L1= {<A, B>| There is marriage between A and B.}
L2= {<A, B>| There is love between A and B.}
L3= {<A, B, C>| There is marriage in A, B and C.}
L4= {<A, B, C>| There is love in A, B and C.}
l Regular
l Context Free, but not Regular
l Not Context Free
l P
l NP
l NP-Complete
l Decidable
l Recognizable, but not Decidable
l Not Recognizable
Answer:
(1) L1= {<A, B>| There is marriage between A and B.}
L1 is in P (Decided by a deterministic Turing Machine in Polynomial Time).
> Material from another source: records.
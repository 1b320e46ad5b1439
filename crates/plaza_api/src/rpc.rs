/*
 * SPDX-FileCopyrightText: 2026 RedHunt07 - FEDI3 Project
 * SPDX-License-Identifier: AGPL-3.0-only
 */

//! `sns.v1` handlers: decode the JSON request, resolve the caller, call the
//! core service, encode the response.

use axum::extract::rejection::JsonRejection;
use axum::extract::State;
use axum::http::HeaderMap;
use axum::Json;
use chrono::{DateTime, SecondsFormat, Utc};
use plaza_core::model::{self, ReactionTarget};
use plaza_core::pagination::Page;
use plaza_core::{CoreError, Scope};
use plaza_protocol as proto;

use crate::app::AppState;
use crate::error::{ApiError, ApiResult};

fn body<T>(payload: Result<Json<T>, JsonRejection>) -> Result<T, ApiError> {
    payload
        .map(|Json(v)| v)
        .map_err(|e| ApiError(CoreError::InvalidArgument(format!("bad request body: {}", e.body_text()))))
}

fn header<'a>(headers: &'a HeaderMap, name: &str) -> &'a str {
    headers.get(name).and_then(|v| v.to_str().ok()).unwrap_or("")
}

/// Caller identity from the development `X-Tenant` / `X-User` headers.
async fn scope(state: &AppState, headers: &HeaderMap) -> Result<Scope, ApiError> {
    if !state.allow_dev_headers {
        return Err(CoreError::Unauthenticated("dev headers disabled".to_string()).into());
    }
    let tenant = header(headers, "x-tenant");
    let user = header(headers, "x-user");
    match state.core.tenancy.resolve_scope(tenant, user).await {
        Ok(scope) => Ok(scope),
        Err(CoreError::NotFound(_)) => Err(CoreError::Unauthenticated("unknown tenant".to_string()).into()),
        Err(e) => Err(e.into()),
    }
}

fn token(cursor: &Option<proto::Cursor>) -> &str {
    cursor.as_ref().map(|c| c.token.as_str()).unwrap_or("")
}

fn next_cursor<T>(page: &Page<T>) -> Option<proto::Cursor> {
    page.next.map(|c| proto::Cursor { token: c.encode() })
}

fn timestamp(t: DateTime<Utc>) -> String {
    t.to_rfc3339_opts(SecondsFormat::Nanos, true)
}

fn post_dto(p: model::Post) -> proto::Post {
    proto::Post {
        id: p.id,
        author_user_id: p.author_user_id,
        body: p.body,
        created_at: timestamp(p.created_at),
        liked_by_me: p.liked_by_me,
        like_count: p.like_count,
        comment_count: p.comment_count,
    }
}

fn comment_dto(c: model::Comment) -> proto::Comment {
    proto::Comment {
        id: c.id,
        post_id: c.post_id,
        author_user_id: c.author_user_id,
        body: c.body,
        created_at: timestamp(c.created_at),
    }
}

fn conversation_dto(c: model::Conversation) -> proto::Conversation {
    proto::Conversation {
        id: c.id,
        created_at: timestamp(c.created_at),
        member_user_ids: c.member_user_ids,
    }
}

fn message_dto(m: model::Message) -> proto::Message {
    proto::Message {
        id: m.id,
        conversation_id: m.conversation_id,
        sender_user_id: m.sender_user_id,
        body: m.body,
        created_at: timestamp(m.created_at),
    }
}

// TenantService

pub async fn resolve_tenant(
    State(state): State<AppState>,
    payload: Result<Json<proto::ResolveTenantRequest>, JsonRejection>,
) -> ApiResult<proto::ResolveTenantResponse> {
    let req = body(payload)?;
    let tenant = state.core.tenancy.resolve_tenant(&req.host).await?;
    Ok(Json(proto::ResolveTenantResponse {
        tenant_id: tenant.id,
        slug: tenant.slug,
    }))
}

pub async fn get_me(
    State(state): State<AppState>,
    headers: HeaderMap,
    payload: Result<Json<proto::GetMeRequest>, JsonRejection>,
) -> ApiResult<proto::GetMeResponse> {
    body(payload)?;
    let scope = scope(&state, &headers).await?;
    let user = state.core.tenancy.get_me(scope).await?;
    Ok(Json(proto::GetMeResponse {
        user_id: user.id,
        display_name: user.display_name,
        memberships: user
            .memberships
            .into_iter()
            .map(|m| proto::TenantMembership {
                tenant_id: m.tenant_id,
                tenant_slug: m.tenant_slug,
                role: m.role,
            })
            .collect(),
    }))
}

// TimelineService

pub async fn list_feed(
    State(state): State<AppState>,
    headers: HeaderMap,
    payload: Result<Json<proto::ListFeedRequest>, JsonRejection>,
) -> ApiResult<proto::ListFeedResponse> {
    let req = body(payload)?;
    let scope = scope(&state, &headers).await?;
    let page = state.core.timeline.list_feed(scope, token(&req.cursor)).await?;
    let next = next_cursor(&page);
    Ok(Json(proto::ListFeedResponse {
        items: page.items.into_iter().map(post_dto).collect(),
        next,
    }))
}

pub async fn create_post(
    State(state): State<AppState>,
    headers: HeaderMap,
    payload: Result<Json<proto::CreatePostRequest>, JsonRejection>,
) -> ApiResult<proto::CreatePostResponse> {
    let req = body(payload)?;
    let scope = scope(&state, &headers).await?;
    let post = state.core.timeline.create_post(scope, &req.body).await?;
    Ok(Json(proto::CreatePostResponse { post: post_dto(post) }))
}

pub async fn list_comments(
    State(state): State<AppState>,
    headers: HeaderMap,
    payload: Result<Json<proto::ListCommentsRequest>, JsonRejection>,
) -> ApiResult<proto::ListCommentsResponse> {
    let req = body(payload)?;
    let scope = scope(&state, &headers).await?;
    let page = state
        .core
        .timeline
        .list_comments(scope, req.post_id, token(&req.cursor))
        .await?;
    let next = next_cursor(&page);
    Ok(Json(proto::ListCommentsResponse {
        items: page.items.into_iter().map(comment_dto).collect(),
        next,
    }))
}

pub async fn create_comment(
    State(state): State<AppState>,
    headers: HeaderMap,
    payload: Result<Json<proto::CreateCommentRequest>, JsonRejection>,
) -> ApiResult<proto::CreateCommentResponse> {
    let req = body(payload)?;
    let scope = scope(&state, &headers).await?;
    let comment = state
        .core
        .timeline
        .create_comment(scope, req.post_id, &req.body)
        .await?;
    Ok(Json(proto::CreateCommentResponse {
        comment: comment_dto(comment),
    }))
}

// ReactionService

pub async fn toggle_reaction(
    State(state): State<AppState>,
    headers: HeaderMap,
    payload: Result<Json<proto::ToggleReactionRequest>, JsonRejection>,
) -> ApiResult<proto::ToggleReactionResponse> {
    let req = body(payload)?;
    let scope = scope(&state, &headers).await?;
    let target = match req.target_type {
        proto::TargetType::Post => ReactionTarget::Post,
        proto::TargetType::Comment => ReactionTarget::Comment,
        proto::TargetType::Unspecified => {
            return Err(CoreError::InvalidArgument("target_type is required".to_string()).into())
        }
    };
    let state = state
        .core
        .reactions
        .toggle_reaction(scope, target, req.target_id, &req.reaction_type)
        .await?;
    Ok(Json(proto::ToggleReactionResponse {
        active: state.active,
        total: state.total,
    }))
}

// DMService

pub async fn get_or_create_dm(
    State(state): State<AppState>,
    headers: HeaderMap,
    payload: Result<Json<proto::GetOrCreateDmRequest>, JsonRejection>,
) -> ApiResult<proto::GetOrCreateDmResponse> {
    let req = body(payload)?;
    let scope = scope(&state, &headers).await?;
    let conversation_id = state.core.dm.get_or_create_dm(scope, req.other_user_id).await?;
    Ok(Json(proto::GetOrCreateDmResponse { conversation_id }))
}

pub async fn list_conversations(
    State(state): State<AppState>,
    headers: HeaderMap,
    payload: Result<Json<proto::ListConversationsRequest>, JsonRejection>,
) -> ApiResult<proto::ListConversationsResponse> {
    let req = body(payload)?;
    let scope = scope(&state, &headers).await?;
    let page = state.core.dm.list_conversations(scope, token(&req.cursor)).await?;
    let next = next_cursor(&page);
    Ok(Json(proto::ListConversationsResponse {
        items: page.items.into_iter().map(conversation_dto).collect(),
        next,
    }))
}

pub async fn list_messages(
    State(state): State<AppState>,
    headers: HeaderMap,
    payload: Result<Json<proto::ListMessagesRequest>, JsonRejection>,
) -> ApiResult<proto::ListMessagesResponse> {
    let req = body(payload)?;
    let scope = scope(&state, &headers).await?;
    let page = state
        .core
        .dm
        .list_messages(scope, req.conversation_id, token(&req.cursor))
        .await?;
    let next = next_cursor(&page);
    Ok(Json(proto::ListMessagesResponse {
        items: page.items.into_iter().map(message_dto).collect(),
        next,
    }))
}

pub async fn send_message(
    State(state): State<AppState>,
    headers: HeaderMap,
    payload: Result<Json<proto::SendMessageRequest>, JsonRejection>,
) -> ApiResult<proto::SendMessageResponse> {
    let req = body(payload)?;
    let scope = scope(&state, &headers).await?;
    let message = state
        .core
        .dm
        .send_message(scope, req.conversation_id, &req.body)
        .await?;
    Ok(Json(proto::SendMessageResponse {
        message: message_dto(message),
    }))
}
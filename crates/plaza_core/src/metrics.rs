/*
 * SPDX-FileCopyrightText: 2026 RedHunt07 - FEDI3 Project
 * SPDX-License-Identifier: AGPL-3.0-only
 */

use std::sync::atomic::{AtomicU64, Ordering};

#[derive(Default)]
pub struct CoreMetrics {
    pub requests: AtomicU64,
    pub rate_limit_hits: AtomicU64,
    pub conversations_created: AtomicU64,
    pub dm_conflicts_recovered: AtomicU64,
    pub store_errors: AtomicU64,
}

impl CoreMetrics {
    pub fn new() -> Self {
        Self::default()
    }

    pub fn request(&self) {
        self.requests.fetch_add(1, Ordering::Relaxed);
    }

    pub fn rate_limit_hit(&self) {
        self.rate_limit_hits.fetch_add(1, Ordering::Relaxed);
    }

    pub fn conversation_created(&self) {
        self.conversations_created.fetch_add(1, Ordering::Relaxed);
    }

    pub fn dm_conflict_recovered(&self) {
        self.dm_conflicts_recovered.fetch_add(1, Ordering::Relaxed);
    }

    pub fn store_error(&self) {
        self.store_errors.fetch_add(1, Ordering::Relaxed);
    }

    pub fn snapshot_json(&self) -> serde_json::Value {
        serde_json::json!({
            "requests": self.requests.load(Ordering::Relaxed),
            "rate_limit_hits": self.rate_limit_hits.load(Ordering::Relaxed),
            "conversations_created": self.conversations_created.load(Ordering::Relaxed),
            "dm_conflicts_recovered": self.dm_conflicts_recovered.load(Ordering::Relaxed),
            "store_errors": self.store_errors.load(Ordering::Relaxed),
        })
    }
}

#[cfg(test)]
mod tests {
    use super::*;

    #[test]
    fn snapshot_reflects_counters() {
        let m = CoreMetrics::new();
        m.request();
        m.request();
        m.rate_limit_hit();
        let snap = m.snapshot_json();
        assert_eq!(snap["requests"], 2);
        assert_eq!(snap["rate_limit_hits"], 1);
        assert_eq!(snap["store_errors"], 0);
    }
}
Let M be a Turing Machine that decides L1.
M= “On input <A, B>
Search if there is a certificate of marriage for them;
If there is, then accept;
If not, then reject;”
The time cost of this algorithm is bounded by |n1|+|n2|. (n1、n2 correspondingly are the total numbers of all the stuffs for A and B when searching.) So L1 can be deterministically decided in polynomial time, and it is in P.
(2) L3= {<A, B, C>| There is marriage in A, B and C.}
L3 is in NP (Decided by a non-deterministic Turing Machine in Polynomial Time). Let M be a Turing Machine that decides L3.
M= “On input <A, B, C>
Non-deterministically guess two of them;
Search if there is a certificate of marriage for these two;
If there is, then accept;
If not, then reject;”
The time cost for each guess and search is bounded by MAX1≤i<j≤3 {|ni|+|nj|}, and there are at most 3 guess times. So totally, the time cost is bounded by 3* MAX1≤i<j≤3 {|ni|+|nj|}, still polynomial. Therefore, L3 can be non-deterministically decided in polynomial time, and it is in NP.
(3) L2= {<A, B>| There is love between A and B.}
L2 is Recognizable, but not Decidable. Let M be a Turing Machine that recognizes L2.
M= “On input <A, B>
Find if they both fall in love with each other;
If they do, then accept;
If they don’t have any feelings on each other, then reject;
If (most likely) one of them is falling in love with the other, but the other one doesn’t feel the same way. In this less encouraging case, the first one may give up, or may need to try, chase, and wait for an unknown time (maybe forever, who knows…)”
So in this way, we can only build a recognizer for L2. We are not sure whether the Turing Machine M will halt in the end or not. Therefore, L2 is Recognizable, but not Decidable.